▶ [WORK REQUIRED] If a line of the records contains the word "Serialize", list it.

▶ [TASK INPUTS]
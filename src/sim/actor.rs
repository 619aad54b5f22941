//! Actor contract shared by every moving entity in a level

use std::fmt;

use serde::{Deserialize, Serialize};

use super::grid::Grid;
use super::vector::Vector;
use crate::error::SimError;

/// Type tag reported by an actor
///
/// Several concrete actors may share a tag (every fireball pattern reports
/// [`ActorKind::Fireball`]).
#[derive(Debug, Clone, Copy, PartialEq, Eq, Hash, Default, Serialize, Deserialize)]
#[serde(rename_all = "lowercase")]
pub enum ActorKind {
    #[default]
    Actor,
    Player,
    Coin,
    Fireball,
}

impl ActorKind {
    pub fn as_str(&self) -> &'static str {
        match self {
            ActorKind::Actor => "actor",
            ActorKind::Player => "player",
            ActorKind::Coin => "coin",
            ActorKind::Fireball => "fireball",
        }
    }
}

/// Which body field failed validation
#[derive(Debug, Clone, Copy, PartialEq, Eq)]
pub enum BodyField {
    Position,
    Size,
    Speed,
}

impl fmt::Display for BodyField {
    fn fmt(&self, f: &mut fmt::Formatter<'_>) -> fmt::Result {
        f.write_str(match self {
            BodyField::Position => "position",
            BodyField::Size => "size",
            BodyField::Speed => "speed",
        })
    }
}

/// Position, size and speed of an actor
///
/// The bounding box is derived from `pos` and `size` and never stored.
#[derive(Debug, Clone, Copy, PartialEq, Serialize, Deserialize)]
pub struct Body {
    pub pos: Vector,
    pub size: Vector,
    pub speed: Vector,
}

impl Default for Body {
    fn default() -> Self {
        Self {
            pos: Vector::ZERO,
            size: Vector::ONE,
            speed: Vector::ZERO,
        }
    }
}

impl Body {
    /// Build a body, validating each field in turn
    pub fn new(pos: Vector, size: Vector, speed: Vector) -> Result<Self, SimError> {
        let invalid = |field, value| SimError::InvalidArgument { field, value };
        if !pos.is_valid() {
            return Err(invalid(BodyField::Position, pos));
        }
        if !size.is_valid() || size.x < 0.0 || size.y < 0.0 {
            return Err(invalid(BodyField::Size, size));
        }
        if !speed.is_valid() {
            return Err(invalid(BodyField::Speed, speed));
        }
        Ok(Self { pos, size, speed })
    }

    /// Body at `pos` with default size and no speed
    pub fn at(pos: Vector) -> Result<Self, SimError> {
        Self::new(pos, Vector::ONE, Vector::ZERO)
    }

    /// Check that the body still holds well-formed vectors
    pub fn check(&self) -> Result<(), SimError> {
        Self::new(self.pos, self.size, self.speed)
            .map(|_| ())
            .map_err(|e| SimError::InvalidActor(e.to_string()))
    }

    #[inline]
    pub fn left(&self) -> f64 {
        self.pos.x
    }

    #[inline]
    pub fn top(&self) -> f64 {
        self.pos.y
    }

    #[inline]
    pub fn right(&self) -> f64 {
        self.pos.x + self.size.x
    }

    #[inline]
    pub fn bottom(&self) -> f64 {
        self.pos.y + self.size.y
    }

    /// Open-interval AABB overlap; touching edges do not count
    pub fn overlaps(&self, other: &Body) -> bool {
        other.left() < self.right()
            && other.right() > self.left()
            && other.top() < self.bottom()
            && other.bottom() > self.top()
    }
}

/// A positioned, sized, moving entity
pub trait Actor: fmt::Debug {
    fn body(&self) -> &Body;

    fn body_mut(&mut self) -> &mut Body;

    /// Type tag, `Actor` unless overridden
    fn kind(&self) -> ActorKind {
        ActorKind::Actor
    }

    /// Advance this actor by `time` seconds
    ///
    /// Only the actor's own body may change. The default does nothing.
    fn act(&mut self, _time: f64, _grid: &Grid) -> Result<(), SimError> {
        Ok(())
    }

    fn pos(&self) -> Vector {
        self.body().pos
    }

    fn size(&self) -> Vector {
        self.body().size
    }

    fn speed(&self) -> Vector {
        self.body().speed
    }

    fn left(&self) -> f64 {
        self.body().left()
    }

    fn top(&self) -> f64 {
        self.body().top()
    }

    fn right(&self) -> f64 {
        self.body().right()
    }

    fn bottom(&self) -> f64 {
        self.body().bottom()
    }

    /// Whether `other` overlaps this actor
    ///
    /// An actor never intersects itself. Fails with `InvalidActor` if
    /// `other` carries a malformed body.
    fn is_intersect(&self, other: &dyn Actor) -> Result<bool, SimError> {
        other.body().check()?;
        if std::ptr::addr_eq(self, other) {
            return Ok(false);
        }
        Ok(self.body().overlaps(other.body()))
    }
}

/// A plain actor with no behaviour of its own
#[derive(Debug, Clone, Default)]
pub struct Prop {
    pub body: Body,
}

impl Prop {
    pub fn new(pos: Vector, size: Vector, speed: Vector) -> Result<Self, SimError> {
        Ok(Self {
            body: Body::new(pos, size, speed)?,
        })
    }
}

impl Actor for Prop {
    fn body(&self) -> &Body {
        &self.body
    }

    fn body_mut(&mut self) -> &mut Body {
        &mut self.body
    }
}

▶ [COMPLETED TASK]
use serde::{Deserialize, Serialize};
#[derive(Debug, Clone, Copy, PartialEq, Eq, Hash, Default, Serialize, Deserialize)]
#[derive(Debug, Clone, Copy, PartialEq, Serialize, Deserialize)]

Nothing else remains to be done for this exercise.